I've been toying around with the idea of a Looper app very much inspired by EverydayLooper and Loopy on iOS. I play guitar and ukulele and having an app you can jam along to is lots of fun. Of course the big challenge on Android is how to deal with the latency of recording something alongside a delayed track playing back. Well, turns out it just needs to be calibrated once, then everything is good.
The app is in a basically functional state now, but what I need is "fragmentation" testing (I'm sure the iOS people are loving this)
I've tried it on a few devices already, most work ok, but I'm looking to see if the microphone works correctly for collecting input using the standard 44k record mode that's meant to be "guaranteed to work" if your device has a mic.
From reading another dev's posts, it seems like a few device have quirks about opening the mic up for recording. I know already that some "Optimus" phones cut off the external mic if headphones are plugged in, making this app sort-of useless for them. I'll be sharing the results with fellow Android dev NikoTwenty and anyone else who cares so we can bring you better audio apps in the future. (Yes, I'll be bringing some of this back into Caustic eventually)
Here's how the beta works:
Start the app, it should say it needs calibration (if it hasn't crashed already
Remove any headphones so that the click is coming out of the phone's speaker. play around with the volume so that the click gets picked up by the microphone at a decent level (~yellow according to the VU meter on the right), then press the record button and wait. If it succeeds in calibration, it'll reset the click track and show you all four tracks. If not, try the calibration again, with the volume a little louder on the speaker or by plugging headphones and placing one ear near the mic.
Recording works like EverydayLooper's "quantize" where it starts recording when it loops around so when you press record on a track, it'll "arm" and start recording when the loop rolls around. This gives you time to start playing your instrument so you're not recording from a stop. Make sure you've got headphones plugged in or you'll be polluting your tracks with what's playing, there's no audio cancellation.
You can control the volume of each track with the knob and if you pull left on the gripper bar next to it, it'll expose more controls. I've got a cheap reverb in there right now and a "loop mute" button where it cuts out the track when the loop rolls around. This is used to drop tracks when playing without having to hit mute at the exact right time.
You can "stack" tracks by dragging them on top of each other. The volume gets baked in so what you hear is what you get once combined, but this doesn't include the effects... haven't decided what I'll do about that yet.
To start a new stack or change tempo, press the menu key on your device. The eventual market version will save your tracks out to SD, but this one doesn't.

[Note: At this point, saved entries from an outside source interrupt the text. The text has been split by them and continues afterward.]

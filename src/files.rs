//! Atomic file replacement and advisory lock files.

use std::{
    fs::{self, File, OpenOptions},
    io::{self, Write as _},
    path::{Path, PathBuf},
    time::Duration,
};

use fs2::FileExt;
use tempfile::NamedTempFile;
use thiserror::Error;
use tokio::time;
use tracing::{debug, warn};

use crate::retry::{RetryError, RetryPolicy, Transient};

/// Replace `path` with `bytes` without readers ever seeing a partial file.
///
/// The content goes to a temporary file in the same directory, gets `mode` applied and is
/// fsynced before being renamed over `path`. Any failure leaves `path` untouched.
pub(crate) fn write_atomic(path: &Path, bytes: &[u8], mode: u32) -> io::Result<()> {
    let dir = parent_dir(path);

    fs::create_dir_all(&dir)?;

    let mut temp = NamedTempFile::new_in(&dir)?;

    temp.as_file_mut().write_all(bytes)?;
    temp.as_file_mut().flush()?;

    set_mode(temp.as_file(), mode)?;

    temp.as_file().sync_all()?;
    temp.persist(path).map_err(|error| error.error)?;

    Ok(())
}

/// Read a file, treating a missing file as `None`.
pub(crate) fn read_optional(path: &Path) -> io::Result<Option<String>> {
    match fs::read_to_string(path) {
        Ok(contents) => Ok(Some(contents)),
        Err(error) if error.kind() == io::ErrorKind::NotFound => Ok(None),
        Err(error) => Err(error),
    }
}

/// Create `path` with `bytes`, failing if it already exists.
pub(crate) fn write_new(path: &Path, bytes: &[u8], mode: u32) -> io::Result<()> {
    if let Some(dir) = path.parent().filter(|dir| !dir.as_os_str().is_empty()) {
        fs::create_dir_all(dir)?;
    }

    let mut file = OpenOptions::new().write(true).create_new(true).open(path)?;

    set_mode(&file, mode)?;

    file.write_all(bytes)?;
    file.sync_all()
}

pub(crate) fn parent_dir(path: &Path) -> PathBuf {
    match path.parent() {
        Some(parent) if !parent.as_os_str().is_empty() => parent.to_path_buf(),
        _ => PathBuf::from("."),
    }
}

#[cfg(unix)]
fn set_mode(file: &File, mode: u32) -> io::Result<()> {
    use std::os::unix::fs::PermissionsExt;

    file.set_permissions(fs::Permissions::from_mode(mode))
}

#[cfg(not(unix))]
fn set_mode(_file: &File, _mode: u32) -> io::Result<()> {
    Ok(())
}

/// Lock file errors.
#[derive(Debug, Error)]
pub(crate) enum LockError {
    /// Another process or task holds the lock.
    #[error("lock {path} is held by another writer")]
    Contended {
        /// Lock file.
        path: PathBuf,
    },

    /// Lock file could not be opened or locked.
    #[error("failed to lock {path}")]
    Io {
        /// Lock file.
        path: PathBuf,

        /// Underlying IO error.
        #[source]
        source: io::Error,
    },
}

impl Transient for LockError {
    fn is_transient(&self) -> bool {
        matches!(self, Self::Contended { .. })
    }
}

/// Exclusive advisory lock, released on drop.
#[derive(Debug)]
pub(crate) struct FileLock {
    file: File,
    path: PathBuf,
}

impl FileLock {
    /// Try to take the lock without blocking.
    pub(crate) fn try_acquire(path: &Path) -> Result<Self, LockError> {
        let io_error = |source| LockError::Io {
            path: path.to_path_buf(),
            source,
        };

        if let Some(dir) = path.parent().filter(|dir| !dir.as_os_str().is_empty()) {
            fs::create_dir_all(dir).map_err(io_error)?;
        }

        let file = OpenOptions::new()
            .read(true)
            .write(true)
            .create(true)
            .truncate(false)
            .open(path)
            .map_err(io_error)?;

        match FileExt::try_lock_exclusive(&file) {
            // Removed by the previous holder; the next attempt creates a fresh file.
            Ok(()) if is_unlinked(&file) => Err(LockError::Contended {
                path: path.to_path_buf(),
            }),
            Ok(()) => Ok(Self {
                file,
                path: path.to_path_buf(),
            }),
            Err(error) if is_contended(&error) => Err(LockError::Contended {
                path: path.to_path_buf(),
            }),
            Err(source) => Err(io_error(source)),
        }
    }
}

impl Drop for FileLock {
    fn drop(&mut self) {
        if let Err(error) = FileExt::unlock(&self.file) {
            warn!(path = %self.path.display(), %error, "failed to release lock");
        }
    }
}

#[cfg(unix)]
fn is_unlinked(file: &File) -> bool {
    use std::os::unix::fs::MetadataExt;

    file.metadata().is_ok_and(|metadata| metadata.nlink() == 0)
}

#[cfg(not(unix))]
fn is_unlinked(_file: &File) -> bool {
    false
}

fn is_contended(error: &io::Error) -> bool {
    error.kind() == io::ErrorKind::WouldBlock
        || error.raw_os_error() == fs2::lock_contended_error().raw_os_error()
}

/// Take the lock, retrying with backoff while it is contended.
pub(crate) async fn acquire_lock(
    path: &Path,
    retry: &RetryPolicy,
) -> Result<FileLock, RetryError<LockError>> {
    retry
        .run("acquire lock", || async { FileLock::try_acquire(path) })
        .await
}

const LOCK_POLL_MIN: Duration = Duration::from_millis(10);
const LOCK_POLL_MAX: Duration = Duration::from_millis(500);

/// Wait up to `timeout` for a lock held for the length of a whole operation.
///
/// Returns [`LockError::Contended`] once `timeout` has passed.
pub(crate) async fn wait_for_lock(path: &Path, timeout: Duration) -> Result<FileLock, LockError> {
    let waiting = async {
        let mut delay = LOCK_POLL_MIN;

        loop {
            match FileLock::try_acquire(path) {
                Err(LockError::Contended { .. }) => {
                    debug!(path = %path.display(), ?delay, "lock is held, waiting");

                    time::sleep(delay).await;
                    delay = (delay * 2).min(LOCK_POLL_MAX);
                }
                result => return result,
            }
        }
    };

    match time::timeout(timeout, waiting).await {
        Ok(result) => result,
        Err(_elapsed) => Err(LockError::Contended {
            path: path.to_path_buf(),
        }),
    }
}

#[cfg(test)]
mod tests {
    use testresult::TestResult;

    use super::*;

    #[test]
    fn atomic_write_replaces_content_and_applies_mode() -> TestResult {
        let dir = tempfile::tempdir()?;
        let path = dir.path().join("nested").join("userlist.txt");

        write_atomic(&path, b"first\n", 0o600)?;
        write_atomic(&path, b"second\n", 0o600)?;

        assert_eq!(fs::read_to_string(&path)?, "second\n");
        assert_eq!(fs::read_dir(parent_dir(&path))?.count(), 1);

        #[cfg(unix)]
        {
            use std::os::unix::fs::PermissionsExt;

            assert_eq!(fs::metadata(&path)?.permissions().mode() & 0o777, 0o600);
        }

        Ok(())
    }

    #[test]
    fn missing_files_read_as_none() -> TestResult {
        let dir = tempfile::tempdir()?;

        assert_eq!(read_optional(&dir.path().join("absent"))?, None);

        Ok(())
    }

    #[test]
    fn write_new_refuses_to_overwrite() -> TestResult {
        let dir = tempfile::tempdir()?;
        let path = dir.path().join("backup");

        write_new(&path, b"one", 0o600)?;

        let second = write_new(&path, b"two", 0o600);

        assert_eq!(
            second.map_err(|error| error.kind()),
            Err(io::ErrorKind::AlreadyExists)
        );
        assert_eq!(fs::read_to_string(&path)?, "one");

        Ok(())
    }

    #[test]
    fn second_lock_is_contended_until_first_is_dropped() -> TestResult {
        let dir = tempfile::tempdir()?;
        let path = dir.path().join("registry.lock");

        let first = FileLock::try_acquire(&path)?;

        assert!(matches!(
            FileLock::try_acquire(&path),
            Err(LockError::Contended { .. })
        ));

        drop(first);

        FileLock::try_acquire(&path)?;

        Ok(())
    }

    #[tokio::test(start_paused = true)]
    async fn waiting_outlasts_a_long_holder() -> TestResult {
        let dir = tempfile::tempdir()?;
        let path = dir.path().join("tenant-beta.lock");

        let holder = FileLock::try_acquire(&path)?;
        let release = tokio::spawn(async move {
            time::sleep(Duration::from_secs(30)).await;
            drop(holder);
        });

        wait_for_lock(&path, Duration::from_secs(60)).await?;
        release.await?;

        Ok(())
    }

    #[tokio::test(start_paused = true)]
    async fn waiting_gives_up_after_the_timeout() -> TestResult {
        let dir = tempfile::tempdir()?;
        let path = dir.path().join("tenant-beta.lock");

        let _holder = FileLock::try_acquire(&path)?;

        let result = wait_for_lock(&path, Duration::from_secs(5)).await;

        assert!(matches!(result, Err(LockError::Contended { .. })));

        Ok(())
    }
}
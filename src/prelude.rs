//! Tenantgate prelude.
//!
//! Convenience exports for common library consumers.

pub use crate::{
    config::{ConfigError, EngineConfig, PartialEngineConfig},
    credentials::{
        CacheDocument, CacheEntry, CredentialSynchronizer, EntryChange, ReloadOutcome,
        RepairReport, SyncAction, SyncError, SyncOneReport, SyncReport,
    },
    engine::Engine,
    errors::ErrorKind,
    gate::{
        AccessDecision, AccessGate, AdmittedSession, AllowReason, ConnectionAttempt,
        DeclaredIdentity, IdentitySource, RejectReason, RejectedSession, Session,
    },
    identity::{NameError, RoleName, Subdomain, TenantId},
    lifecycle::{
        AbortHandle, CreatedTenant, DestroyOutcome, DestroyReport, LifecycleError,
        LifecycleManager, members::MemberCredentials,
    },
    process::{ControllerError, ProcessController, ProcessStatus},
    registry::{
        MemberAccess, MemberRole, RegistryError, RoleScope, TeardownMode, TeardownStage, Tenant,
        TenantRegistry, TenantStatus,
    },
    retry::{RetryError, RetryPolicy, Transient},
    secrets::{Password, SecretHash},
    store::{PrimaryStore, StoreError},
};
//! Engine wiring
//!
//! [`Engine`] builds the four components from one [`EngineConfig`] and the two external
//! collaborators, sharing a single registry handle between the gate and the lifecycle manager.

use std::sync::Arc;

use tracing::debug;

use crate::{
    config::{ConfigError, EngineConfig},
    credentials::CredentialSynchronizer,
    gate::AccessGate,
    lifecycle::LifecycleManager,
    process::ProcessController,
    registry::TenantRegistry,
    store::PrimaryStore,
};

/// The assembled engine.
#[derive(Debug)]
pub struct Engine {
    config: EngineConfig,
    registry: Arc<TenantRegistry>,
    gate: AccessGate,
    sync: Arc<CredentialSynchronizer>,
    lifecycle: LifecycleManager,
}

impl Engine {
    /// Validate `config` and wire every component to `store` and `controller`.
    ///
    /// # Errors
    ///
    /// Returns a [`ConfigError`] when the configuration is invalid.
    pub fn new(
        config: EngineConfig,
        store: Arc<dyn PrimaryStore>,
        controller: Arc<dyn ProcessController>,
    ) -> Result<Self, ConfigError> {
        config.validate()?;

        let registry = Arc::new(TenantRegistry::from_config(&config));
        let gate = AccessGate::new(Arc::clone(&registry), &config);
        let sync = Arc::new(CredentialSynchronizer::new(
            &config,
            Arc::clone(&store),
            controller,
        ));
        let lifecycle =
            LifecycleManager::new(&config, Arc::clone(&registry), store, Arc::clone(&sync))?;

        debug!(
            registry = %config.registry_path.display(),
            cache = %config.cache_path.display(),
            root_identity = %config.root_identity,
            "engine ready"
        );

        Ok(Self {
            config,
            registry,
            gate,
            sync,
            lifecycle,
        })
    }

    /// Configuration the engine was built with.
    pub fn config(&self) -> &EngineConfig {
        &self.config
    }

    /// Tenant registry.
    pub fn registry(&self) -> &TenantRegistry {
        &self.registry
    }

    /// Access gate.
    pub fn gate(&self) -> &AccessGate {
        &self.gate
    }

    /// Credential synchronizer.
    pub fn sync(&self) -> &CredentialSynchronizer {
        &self.sync
    }

    /// Tenant lifecycle manager.
    pub fn lifecycle(&self) -> &LifecycleManager {
        &self.lifecycle
    }
}

#[cfg(test)]
mod tests {
    use testresult::TestResult;

    use super::*;
    use crate::{process::MockProcessController, store::MockPrimaryStore};

    #[test]
    fn invalid_configuration_is_rejected() {
        let mut config = EngineConfig::new("hosts", "userlist.txt", "db.example.com");
        config.admin_role = "bad role".to_string();

        let result = Engine::new(
            config,
            Arc::new(MockPrimaryStore::new()),
            Arc::new(MockProcessController::new()),
        );

        assert!(matches!(result, Err(ConfigError::Invalid { .. })));
    }

    #[test]
    fn components_share_the_registry_file() -> TestResult {
        let dir = tempfile::tempdir()?;
        let config = EngineConfig::new(
            dir.path().join("hosts"),
            dir.path().join("userlist.txt"),
            "db.example.com",
        );

        let engine = Engine::new(
            config,
            Arc::new(MockPrimaryStore::new()),
            Arc::new(MockProcessController::new()),
        )?;

        assert_eq!(engine.registry().path(), dir.path().join("hosts"));
        assert_eq!(engine.sync().cache().path(), dir.path().join("userlist.txt"));

        Ok(())
    }
}
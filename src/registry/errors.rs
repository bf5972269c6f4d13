//! Registry errors.

use std::{io, path::PathBuf};

use thiserror::Error;

use crate::{
    errors::ErrorKind,
    identity::{Subdomain, TenantId},
    retry::Transient,
};

/// Registry error variants.
#[derive(Debug, Error)]
pub enum RegistryError {
    /// No record for the tenant.
    #[error("tenant {0} not found")]
    NotFound(TenantId),

    /// No live tenant is reachable through the subdomain.
    #[error("no live tenant for subdomain {0}")]
    UnknownSubdomain(Subdomain),

    /// Another tenant already holds the id, subdomain or a role name.
    #[error("{field} {value:?} is already used by tenant {owner}")]
    DuplicateIdentity {
        /// `id`, `subdomain` or `role`.
        field: &'static str,

        /// Colliding value.
        value: String,

        /// Tenant holding it.
        owner: TenantId,
    },

    /// Registry file is structurally invalid.
    #[error("registry file is malformed at line {line}: {reason}")]
    Malformed {
        /// 1-based line number.
        line: usize,

        /// What was wrong.
        reason: String,
    },

    /// Another writer holds the registry lock.
    #[error("registry is locked by another writer")]
    Locked,

    /// Registry file could not be read.
    #[error("failed to read registry {path}")]
    Read {
        /// Registry path.
        path: PathBuf,

        /// Underlying IO error.
        #[source]
        source: io::Error,
    },

    /// Registry file could not be replaced.
    #[error("failed to write registry {path}")]
    Write {
        /// Registry path.
        path: PathBuf,

        /// Underlying IO error.
        #[source]
        source: io::Error,
    },
}

impl RegistryError {
    /// Error classification.
    #[must_use]
    pub const fn kind(&self) -> ErrorKind {
        match self {
            Self::NotFound(_) | Self::UnknownSubdomain(_) => ErrorKind::NotFound,
            Self::DuplicateIdentity { .. } => ErrorKind::DuplicateIdentity,
            Self::Malformed { .. } | Self::Locked | Self::Read { .. } | Self::Write { .. } => {
                ErrorKind::RegistryUnavailable
            }
        }
    }
}

impl Transient for RegistryError {
    fn is_transient(&self) -> bool {
        matches!(self, Self::Locked | Self::Read { .. } | Self::Write { .. })
    }
}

Share your results with me at loopstackapp@gmail.com. Please include device name and Android version. I just need to know if the microphone records correctly for now, but if there's a feature you absolutely need in this kind of app, you can include that too. Please remember this is not a final app, so no comments about ugly UI please.
If you've read this far, thanks for your interest. Here's the download link, your device will need to be enabled for "Unknown sources" for this to install. No ARMv7 requirement on this one so it should install on most devices. This is a time-limited app so it'll stop working in about two weeks.
< Link removed as beta has expired >
Have fun and let me know how it goes please.